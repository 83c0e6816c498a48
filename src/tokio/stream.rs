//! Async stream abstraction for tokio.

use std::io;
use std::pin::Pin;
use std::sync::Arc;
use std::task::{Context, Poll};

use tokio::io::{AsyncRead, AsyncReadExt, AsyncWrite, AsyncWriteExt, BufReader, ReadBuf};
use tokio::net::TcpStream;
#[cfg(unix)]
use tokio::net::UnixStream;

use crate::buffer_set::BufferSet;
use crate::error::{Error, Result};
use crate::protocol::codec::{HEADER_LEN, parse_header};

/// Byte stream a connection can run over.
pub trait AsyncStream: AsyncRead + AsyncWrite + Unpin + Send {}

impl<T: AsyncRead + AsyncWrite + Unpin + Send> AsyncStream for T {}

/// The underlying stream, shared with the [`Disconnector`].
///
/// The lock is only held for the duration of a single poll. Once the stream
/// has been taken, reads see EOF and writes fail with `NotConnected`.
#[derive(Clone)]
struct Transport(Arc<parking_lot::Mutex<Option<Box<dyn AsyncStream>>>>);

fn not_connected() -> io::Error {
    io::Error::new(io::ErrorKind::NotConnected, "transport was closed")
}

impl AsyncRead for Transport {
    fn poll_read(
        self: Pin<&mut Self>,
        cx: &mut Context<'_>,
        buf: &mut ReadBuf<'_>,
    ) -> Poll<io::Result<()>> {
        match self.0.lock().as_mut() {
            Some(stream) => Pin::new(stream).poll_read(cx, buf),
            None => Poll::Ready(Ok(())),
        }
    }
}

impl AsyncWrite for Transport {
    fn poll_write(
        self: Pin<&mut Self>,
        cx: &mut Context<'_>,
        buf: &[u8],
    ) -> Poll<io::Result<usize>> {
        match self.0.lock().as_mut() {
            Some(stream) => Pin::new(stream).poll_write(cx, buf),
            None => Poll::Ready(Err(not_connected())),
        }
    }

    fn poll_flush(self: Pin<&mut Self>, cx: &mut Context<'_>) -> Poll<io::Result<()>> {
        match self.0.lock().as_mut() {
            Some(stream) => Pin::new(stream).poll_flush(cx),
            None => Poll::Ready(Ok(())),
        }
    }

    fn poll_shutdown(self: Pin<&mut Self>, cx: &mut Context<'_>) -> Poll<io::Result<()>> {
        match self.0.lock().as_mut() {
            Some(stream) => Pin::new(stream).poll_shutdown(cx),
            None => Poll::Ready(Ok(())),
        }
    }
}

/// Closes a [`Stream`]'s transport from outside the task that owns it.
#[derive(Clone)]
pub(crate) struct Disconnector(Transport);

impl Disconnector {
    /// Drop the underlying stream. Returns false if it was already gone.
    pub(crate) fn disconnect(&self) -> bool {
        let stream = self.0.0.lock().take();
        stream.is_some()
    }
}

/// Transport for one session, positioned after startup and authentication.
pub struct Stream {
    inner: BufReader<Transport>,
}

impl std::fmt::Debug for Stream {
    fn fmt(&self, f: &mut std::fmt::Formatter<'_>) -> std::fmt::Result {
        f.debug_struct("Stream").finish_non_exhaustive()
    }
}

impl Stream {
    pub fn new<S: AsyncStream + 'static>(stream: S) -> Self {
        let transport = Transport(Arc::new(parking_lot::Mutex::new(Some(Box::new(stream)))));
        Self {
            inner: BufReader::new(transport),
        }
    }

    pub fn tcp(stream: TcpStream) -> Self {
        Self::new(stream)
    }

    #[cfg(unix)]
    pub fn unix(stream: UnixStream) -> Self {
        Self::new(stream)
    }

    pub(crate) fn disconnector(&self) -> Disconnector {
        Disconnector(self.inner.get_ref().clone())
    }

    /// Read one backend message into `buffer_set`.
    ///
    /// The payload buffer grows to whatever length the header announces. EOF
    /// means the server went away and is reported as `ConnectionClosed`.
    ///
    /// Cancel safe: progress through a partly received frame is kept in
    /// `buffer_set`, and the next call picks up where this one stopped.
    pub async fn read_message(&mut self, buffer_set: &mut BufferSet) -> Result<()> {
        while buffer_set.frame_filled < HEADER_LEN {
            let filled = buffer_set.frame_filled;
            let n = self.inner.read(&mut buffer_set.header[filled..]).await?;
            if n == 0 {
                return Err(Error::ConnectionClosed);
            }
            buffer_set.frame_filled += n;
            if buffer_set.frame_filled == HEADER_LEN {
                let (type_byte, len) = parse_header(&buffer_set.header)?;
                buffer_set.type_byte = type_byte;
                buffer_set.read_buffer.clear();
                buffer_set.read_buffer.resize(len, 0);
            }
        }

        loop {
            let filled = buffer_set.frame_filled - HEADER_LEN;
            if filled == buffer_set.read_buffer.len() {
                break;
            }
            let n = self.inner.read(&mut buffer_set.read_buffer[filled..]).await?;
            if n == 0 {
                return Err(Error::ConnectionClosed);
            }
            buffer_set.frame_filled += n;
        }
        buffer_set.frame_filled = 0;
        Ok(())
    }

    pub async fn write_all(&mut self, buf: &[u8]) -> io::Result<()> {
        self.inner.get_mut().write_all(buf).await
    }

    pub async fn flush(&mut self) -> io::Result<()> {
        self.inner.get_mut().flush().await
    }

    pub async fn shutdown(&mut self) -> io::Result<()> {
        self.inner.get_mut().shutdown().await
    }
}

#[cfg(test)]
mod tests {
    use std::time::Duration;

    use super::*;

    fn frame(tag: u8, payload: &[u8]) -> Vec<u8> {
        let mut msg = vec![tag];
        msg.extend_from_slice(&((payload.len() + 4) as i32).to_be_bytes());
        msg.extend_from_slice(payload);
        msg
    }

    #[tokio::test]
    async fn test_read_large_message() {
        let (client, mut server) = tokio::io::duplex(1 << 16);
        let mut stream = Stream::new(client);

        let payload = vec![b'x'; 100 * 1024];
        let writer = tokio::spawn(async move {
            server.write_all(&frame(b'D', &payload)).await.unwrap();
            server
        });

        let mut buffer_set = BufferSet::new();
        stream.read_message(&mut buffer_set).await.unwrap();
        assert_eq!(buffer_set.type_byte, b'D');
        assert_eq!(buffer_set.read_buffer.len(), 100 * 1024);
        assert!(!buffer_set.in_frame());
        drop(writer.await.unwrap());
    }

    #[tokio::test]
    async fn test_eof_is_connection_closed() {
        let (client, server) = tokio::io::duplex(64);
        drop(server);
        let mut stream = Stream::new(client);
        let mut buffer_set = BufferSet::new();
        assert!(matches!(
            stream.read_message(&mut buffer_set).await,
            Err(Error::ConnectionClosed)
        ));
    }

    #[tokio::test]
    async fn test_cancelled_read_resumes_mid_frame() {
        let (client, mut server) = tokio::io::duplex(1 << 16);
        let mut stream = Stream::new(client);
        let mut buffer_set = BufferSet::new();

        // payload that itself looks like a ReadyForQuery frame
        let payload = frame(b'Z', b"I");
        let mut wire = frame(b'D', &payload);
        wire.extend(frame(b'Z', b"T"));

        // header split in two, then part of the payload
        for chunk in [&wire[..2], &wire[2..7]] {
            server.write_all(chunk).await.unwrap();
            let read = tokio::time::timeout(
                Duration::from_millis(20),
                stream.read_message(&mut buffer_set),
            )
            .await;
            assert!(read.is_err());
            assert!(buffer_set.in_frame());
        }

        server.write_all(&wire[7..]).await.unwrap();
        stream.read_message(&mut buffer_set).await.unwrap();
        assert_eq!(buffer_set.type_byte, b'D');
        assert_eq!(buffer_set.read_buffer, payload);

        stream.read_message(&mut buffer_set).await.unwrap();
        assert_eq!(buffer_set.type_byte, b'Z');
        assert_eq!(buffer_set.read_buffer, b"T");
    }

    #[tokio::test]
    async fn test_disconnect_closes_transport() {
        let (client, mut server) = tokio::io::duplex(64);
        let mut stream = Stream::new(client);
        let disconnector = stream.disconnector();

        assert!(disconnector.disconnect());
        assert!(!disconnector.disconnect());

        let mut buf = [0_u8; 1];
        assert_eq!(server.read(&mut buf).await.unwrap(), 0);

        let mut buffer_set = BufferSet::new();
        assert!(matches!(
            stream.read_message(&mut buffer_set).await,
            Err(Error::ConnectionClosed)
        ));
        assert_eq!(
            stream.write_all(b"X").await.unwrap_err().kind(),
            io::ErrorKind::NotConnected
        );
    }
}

########################################

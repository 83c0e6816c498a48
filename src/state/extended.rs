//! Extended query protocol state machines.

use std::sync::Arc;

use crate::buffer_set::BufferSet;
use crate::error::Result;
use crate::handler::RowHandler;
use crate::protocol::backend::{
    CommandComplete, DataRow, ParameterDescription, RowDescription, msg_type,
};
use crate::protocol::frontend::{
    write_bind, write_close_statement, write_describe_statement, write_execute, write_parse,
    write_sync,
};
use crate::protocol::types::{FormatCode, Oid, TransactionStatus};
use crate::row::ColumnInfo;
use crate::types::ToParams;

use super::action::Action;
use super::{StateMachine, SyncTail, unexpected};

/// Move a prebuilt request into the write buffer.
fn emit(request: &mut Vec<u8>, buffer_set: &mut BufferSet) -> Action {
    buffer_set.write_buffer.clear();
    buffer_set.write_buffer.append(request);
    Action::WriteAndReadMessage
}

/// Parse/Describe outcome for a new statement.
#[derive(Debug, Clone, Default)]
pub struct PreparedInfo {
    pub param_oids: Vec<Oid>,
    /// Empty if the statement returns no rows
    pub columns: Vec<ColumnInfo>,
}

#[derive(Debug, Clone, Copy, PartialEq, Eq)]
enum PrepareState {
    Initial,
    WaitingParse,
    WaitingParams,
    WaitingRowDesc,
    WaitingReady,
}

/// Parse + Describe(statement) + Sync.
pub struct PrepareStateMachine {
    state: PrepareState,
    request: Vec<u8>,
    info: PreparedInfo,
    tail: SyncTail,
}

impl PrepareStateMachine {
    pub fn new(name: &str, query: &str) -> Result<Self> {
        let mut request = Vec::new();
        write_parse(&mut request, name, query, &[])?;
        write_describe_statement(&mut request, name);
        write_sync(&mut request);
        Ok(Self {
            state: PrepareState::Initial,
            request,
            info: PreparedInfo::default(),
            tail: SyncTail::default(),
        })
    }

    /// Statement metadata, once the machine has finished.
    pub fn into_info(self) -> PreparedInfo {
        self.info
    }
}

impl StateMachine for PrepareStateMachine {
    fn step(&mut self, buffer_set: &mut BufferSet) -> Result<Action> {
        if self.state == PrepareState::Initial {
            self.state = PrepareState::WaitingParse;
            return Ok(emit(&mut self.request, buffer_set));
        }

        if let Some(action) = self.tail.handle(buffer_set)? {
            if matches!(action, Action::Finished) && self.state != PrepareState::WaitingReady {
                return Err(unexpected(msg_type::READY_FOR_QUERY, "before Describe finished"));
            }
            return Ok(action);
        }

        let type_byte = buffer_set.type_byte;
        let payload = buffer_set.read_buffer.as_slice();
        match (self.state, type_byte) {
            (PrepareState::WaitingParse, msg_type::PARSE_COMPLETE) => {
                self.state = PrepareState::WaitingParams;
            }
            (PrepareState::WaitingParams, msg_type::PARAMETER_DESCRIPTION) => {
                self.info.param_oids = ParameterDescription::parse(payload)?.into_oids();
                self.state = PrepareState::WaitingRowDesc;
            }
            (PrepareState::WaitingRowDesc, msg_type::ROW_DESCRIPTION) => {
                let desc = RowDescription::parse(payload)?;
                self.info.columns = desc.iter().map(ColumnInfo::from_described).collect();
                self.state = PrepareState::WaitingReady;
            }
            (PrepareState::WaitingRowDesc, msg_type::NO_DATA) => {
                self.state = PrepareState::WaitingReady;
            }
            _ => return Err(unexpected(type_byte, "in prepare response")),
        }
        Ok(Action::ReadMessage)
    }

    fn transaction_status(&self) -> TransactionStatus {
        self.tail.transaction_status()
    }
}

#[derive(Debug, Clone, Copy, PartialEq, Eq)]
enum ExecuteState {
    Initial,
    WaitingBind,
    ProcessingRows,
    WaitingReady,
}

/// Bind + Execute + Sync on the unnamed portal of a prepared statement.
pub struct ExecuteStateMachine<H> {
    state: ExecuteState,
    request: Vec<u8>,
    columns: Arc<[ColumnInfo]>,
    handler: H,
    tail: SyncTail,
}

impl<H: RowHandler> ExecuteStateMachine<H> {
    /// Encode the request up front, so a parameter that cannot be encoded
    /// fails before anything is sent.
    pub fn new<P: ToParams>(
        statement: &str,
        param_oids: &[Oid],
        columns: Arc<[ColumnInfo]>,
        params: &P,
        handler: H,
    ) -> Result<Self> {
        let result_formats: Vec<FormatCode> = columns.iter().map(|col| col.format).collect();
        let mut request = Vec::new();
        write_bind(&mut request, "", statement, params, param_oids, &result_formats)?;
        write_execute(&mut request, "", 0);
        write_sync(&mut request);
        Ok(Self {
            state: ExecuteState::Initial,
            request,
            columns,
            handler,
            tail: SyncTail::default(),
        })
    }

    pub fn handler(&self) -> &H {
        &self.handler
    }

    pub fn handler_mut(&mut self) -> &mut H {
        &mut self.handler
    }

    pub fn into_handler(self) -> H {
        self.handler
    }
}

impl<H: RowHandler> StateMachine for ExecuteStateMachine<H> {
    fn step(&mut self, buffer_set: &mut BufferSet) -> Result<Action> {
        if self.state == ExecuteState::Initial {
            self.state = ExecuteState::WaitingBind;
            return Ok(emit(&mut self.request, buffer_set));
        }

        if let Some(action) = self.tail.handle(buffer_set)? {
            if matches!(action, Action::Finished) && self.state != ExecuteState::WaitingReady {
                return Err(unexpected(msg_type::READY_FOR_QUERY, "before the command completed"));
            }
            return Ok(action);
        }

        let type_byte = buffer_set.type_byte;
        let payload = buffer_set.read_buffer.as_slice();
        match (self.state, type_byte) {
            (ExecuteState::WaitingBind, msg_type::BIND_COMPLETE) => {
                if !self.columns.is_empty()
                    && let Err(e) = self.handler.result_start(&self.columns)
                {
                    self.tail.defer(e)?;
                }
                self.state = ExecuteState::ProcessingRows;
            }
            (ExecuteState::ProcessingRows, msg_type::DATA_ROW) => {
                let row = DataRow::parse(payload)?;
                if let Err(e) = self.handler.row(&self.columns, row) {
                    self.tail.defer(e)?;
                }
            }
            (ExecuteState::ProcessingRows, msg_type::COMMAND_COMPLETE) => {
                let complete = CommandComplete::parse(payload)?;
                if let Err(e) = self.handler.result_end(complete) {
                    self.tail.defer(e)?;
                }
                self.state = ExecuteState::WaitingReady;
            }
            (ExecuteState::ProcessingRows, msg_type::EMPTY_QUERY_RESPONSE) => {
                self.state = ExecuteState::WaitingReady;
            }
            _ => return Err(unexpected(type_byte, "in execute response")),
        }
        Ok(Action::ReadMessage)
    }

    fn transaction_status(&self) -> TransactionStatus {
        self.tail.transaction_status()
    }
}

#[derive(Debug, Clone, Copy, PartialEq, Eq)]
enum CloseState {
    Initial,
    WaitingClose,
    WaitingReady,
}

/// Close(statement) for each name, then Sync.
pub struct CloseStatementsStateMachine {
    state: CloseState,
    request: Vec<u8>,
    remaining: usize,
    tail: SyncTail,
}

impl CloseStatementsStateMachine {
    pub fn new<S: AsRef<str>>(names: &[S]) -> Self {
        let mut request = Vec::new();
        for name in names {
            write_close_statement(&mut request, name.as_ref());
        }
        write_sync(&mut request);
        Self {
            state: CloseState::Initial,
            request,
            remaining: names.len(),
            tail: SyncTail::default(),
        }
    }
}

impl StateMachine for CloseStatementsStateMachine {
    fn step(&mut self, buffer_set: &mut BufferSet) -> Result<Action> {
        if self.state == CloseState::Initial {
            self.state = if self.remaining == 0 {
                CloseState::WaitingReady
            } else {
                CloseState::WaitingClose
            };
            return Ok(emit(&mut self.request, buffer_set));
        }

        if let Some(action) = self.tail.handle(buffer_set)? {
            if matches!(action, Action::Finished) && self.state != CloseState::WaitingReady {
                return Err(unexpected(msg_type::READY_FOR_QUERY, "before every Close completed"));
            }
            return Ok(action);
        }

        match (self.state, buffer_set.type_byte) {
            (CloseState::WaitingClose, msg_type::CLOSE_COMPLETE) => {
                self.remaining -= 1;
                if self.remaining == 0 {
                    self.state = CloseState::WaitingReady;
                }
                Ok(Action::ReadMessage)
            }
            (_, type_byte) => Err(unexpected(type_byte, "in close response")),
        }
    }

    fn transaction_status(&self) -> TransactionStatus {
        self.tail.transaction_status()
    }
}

########################################

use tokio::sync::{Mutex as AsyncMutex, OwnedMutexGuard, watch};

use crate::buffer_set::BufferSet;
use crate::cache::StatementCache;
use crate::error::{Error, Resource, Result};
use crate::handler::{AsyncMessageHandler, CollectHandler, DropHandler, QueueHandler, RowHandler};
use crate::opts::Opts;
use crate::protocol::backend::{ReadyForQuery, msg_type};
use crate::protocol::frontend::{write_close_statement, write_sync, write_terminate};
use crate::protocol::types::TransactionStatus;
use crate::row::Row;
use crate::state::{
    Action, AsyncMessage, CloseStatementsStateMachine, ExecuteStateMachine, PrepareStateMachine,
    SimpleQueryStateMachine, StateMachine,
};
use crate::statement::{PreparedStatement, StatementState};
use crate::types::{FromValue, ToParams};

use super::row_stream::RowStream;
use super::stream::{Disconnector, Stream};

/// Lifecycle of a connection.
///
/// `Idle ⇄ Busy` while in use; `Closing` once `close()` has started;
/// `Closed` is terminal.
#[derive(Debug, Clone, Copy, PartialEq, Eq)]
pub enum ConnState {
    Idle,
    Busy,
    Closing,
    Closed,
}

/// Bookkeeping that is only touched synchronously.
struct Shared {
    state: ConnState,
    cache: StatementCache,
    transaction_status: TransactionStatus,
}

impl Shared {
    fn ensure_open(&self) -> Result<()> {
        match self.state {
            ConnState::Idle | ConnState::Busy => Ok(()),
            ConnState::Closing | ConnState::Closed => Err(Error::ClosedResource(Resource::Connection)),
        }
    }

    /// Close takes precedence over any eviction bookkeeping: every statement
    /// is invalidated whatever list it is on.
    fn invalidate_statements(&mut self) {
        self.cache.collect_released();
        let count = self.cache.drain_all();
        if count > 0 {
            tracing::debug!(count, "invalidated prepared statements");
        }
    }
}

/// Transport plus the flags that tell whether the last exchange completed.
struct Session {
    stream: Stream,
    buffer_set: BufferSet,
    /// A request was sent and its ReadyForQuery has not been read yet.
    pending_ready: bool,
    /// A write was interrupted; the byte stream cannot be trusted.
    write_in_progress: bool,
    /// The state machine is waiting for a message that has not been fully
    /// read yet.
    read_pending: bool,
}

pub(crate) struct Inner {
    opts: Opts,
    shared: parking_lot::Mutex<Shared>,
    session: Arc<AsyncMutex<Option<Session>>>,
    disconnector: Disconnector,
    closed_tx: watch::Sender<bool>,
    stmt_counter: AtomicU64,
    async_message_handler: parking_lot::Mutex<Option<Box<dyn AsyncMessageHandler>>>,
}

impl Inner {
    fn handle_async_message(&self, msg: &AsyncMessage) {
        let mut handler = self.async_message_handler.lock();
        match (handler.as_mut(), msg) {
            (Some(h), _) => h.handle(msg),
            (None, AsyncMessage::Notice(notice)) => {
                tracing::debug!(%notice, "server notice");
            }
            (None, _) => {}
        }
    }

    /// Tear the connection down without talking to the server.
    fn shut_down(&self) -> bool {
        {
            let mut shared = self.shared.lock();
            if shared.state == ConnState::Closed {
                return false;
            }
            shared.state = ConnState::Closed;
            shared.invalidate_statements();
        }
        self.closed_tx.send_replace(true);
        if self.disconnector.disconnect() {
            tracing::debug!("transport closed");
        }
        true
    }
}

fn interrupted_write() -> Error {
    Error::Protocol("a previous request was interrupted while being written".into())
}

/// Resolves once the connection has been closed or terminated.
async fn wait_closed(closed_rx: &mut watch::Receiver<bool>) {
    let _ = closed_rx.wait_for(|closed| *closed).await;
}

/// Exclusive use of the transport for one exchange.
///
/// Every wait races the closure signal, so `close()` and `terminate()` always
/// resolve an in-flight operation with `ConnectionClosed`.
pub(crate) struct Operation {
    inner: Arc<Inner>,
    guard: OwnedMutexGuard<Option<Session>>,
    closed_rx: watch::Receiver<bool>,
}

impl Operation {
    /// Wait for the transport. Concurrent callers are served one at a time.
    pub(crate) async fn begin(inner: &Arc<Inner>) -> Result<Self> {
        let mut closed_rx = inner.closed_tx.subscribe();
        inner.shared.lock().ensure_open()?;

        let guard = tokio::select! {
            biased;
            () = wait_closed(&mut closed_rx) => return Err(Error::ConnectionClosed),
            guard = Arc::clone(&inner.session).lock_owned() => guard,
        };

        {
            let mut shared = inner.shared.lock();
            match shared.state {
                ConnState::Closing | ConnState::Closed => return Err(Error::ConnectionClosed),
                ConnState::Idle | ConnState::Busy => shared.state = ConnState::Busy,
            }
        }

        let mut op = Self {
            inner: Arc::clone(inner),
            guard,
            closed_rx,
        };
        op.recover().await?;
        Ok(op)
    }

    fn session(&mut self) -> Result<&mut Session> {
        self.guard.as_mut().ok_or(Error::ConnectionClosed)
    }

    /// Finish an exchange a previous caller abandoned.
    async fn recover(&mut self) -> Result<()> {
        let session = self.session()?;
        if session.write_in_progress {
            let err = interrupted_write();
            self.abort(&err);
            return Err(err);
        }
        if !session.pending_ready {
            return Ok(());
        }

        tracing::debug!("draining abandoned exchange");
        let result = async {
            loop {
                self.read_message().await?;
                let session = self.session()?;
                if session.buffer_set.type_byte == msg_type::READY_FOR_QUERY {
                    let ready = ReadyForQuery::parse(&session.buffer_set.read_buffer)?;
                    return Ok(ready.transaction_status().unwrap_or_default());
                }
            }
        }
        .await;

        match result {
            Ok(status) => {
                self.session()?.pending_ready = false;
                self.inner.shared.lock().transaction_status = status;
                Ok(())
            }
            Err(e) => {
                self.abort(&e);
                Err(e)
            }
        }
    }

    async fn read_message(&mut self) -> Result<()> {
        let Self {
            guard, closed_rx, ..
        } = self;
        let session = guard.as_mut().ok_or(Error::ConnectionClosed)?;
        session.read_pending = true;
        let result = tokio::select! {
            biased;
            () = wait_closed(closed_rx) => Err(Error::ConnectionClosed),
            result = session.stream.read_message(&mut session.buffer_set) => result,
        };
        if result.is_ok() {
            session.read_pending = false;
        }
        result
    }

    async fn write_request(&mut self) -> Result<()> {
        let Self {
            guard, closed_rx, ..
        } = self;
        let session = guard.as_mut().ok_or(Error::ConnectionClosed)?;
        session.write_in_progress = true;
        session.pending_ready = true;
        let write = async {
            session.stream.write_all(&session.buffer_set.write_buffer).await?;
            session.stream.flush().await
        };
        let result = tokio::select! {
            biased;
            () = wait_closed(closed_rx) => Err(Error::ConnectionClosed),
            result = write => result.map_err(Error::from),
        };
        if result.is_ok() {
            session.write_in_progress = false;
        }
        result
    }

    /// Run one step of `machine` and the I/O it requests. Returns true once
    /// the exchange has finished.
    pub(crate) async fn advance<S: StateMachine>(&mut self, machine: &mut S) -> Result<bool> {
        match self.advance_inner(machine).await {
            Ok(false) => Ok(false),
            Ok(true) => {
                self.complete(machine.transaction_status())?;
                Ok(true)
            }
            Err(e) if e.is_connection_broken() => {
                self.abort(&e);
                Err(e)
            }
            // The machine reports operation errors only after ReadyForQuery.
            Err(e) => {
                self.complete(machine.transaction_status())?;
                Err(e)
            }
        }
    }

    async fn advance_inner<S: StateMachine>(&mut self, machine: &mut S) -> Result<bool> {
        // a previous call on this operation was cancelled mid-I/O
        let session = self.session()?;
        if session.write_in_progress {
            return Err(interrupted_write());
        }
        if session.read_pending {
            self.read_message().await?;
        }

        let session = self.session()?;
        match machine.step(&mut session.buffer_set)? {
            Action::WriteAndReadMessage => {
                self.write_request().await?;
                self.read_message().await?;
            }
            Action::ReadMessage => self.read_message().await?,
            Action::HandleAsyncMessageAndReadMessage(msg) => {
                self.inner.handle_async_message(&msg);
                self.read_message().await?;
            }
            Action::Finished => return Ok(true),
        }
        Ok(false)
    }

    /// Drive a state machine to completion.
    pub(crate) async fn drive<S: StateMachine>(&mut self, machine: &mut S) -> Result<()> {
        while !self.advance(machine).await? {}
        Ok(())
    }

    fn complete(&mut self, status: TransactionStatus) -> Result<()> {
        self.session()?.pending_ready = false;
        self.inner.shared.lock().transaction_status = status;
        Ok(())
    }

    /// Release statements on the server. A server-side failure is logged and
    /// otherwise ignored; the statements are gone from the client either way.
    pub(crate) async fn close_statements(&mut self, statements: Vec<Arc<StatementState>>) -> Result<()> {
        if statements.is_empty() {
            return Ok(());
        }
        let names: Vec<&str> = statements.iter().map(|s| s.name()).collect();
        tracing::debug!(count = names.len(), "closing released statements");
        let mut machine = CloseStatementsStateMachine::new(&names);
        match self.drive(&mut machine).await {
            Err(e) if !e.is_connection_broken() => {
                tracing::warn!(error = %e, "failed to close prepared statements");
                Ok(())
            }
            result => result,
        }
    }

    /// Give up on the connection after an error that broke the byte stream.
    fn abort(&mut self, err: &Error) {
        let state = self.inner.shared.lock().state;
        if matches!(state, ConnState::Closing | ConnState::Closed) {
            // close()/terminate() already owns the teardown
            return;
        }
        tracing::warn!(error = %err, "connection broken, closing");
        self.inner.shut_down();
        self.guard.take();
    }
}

########################################

▸ **WHAT IS REQUIRED**: Within the material above, find every line containing the word "tracing" and copy it.

▸ **FINAL ANSWER**:
            tracing::debug!(count, "invalidated prepared statements");
                tracing::debug!(%notice, "server notice");
            tracing::debug!("transport closed");
        tracing::debug!("draining abandoned exchange");
        tracing::debug!(count = names.len(), "closing released statements");
                tracing::warn!(error = %e, "failed to close prepared statements");
        tracing::warn!(error = %err, "connection broken, closing");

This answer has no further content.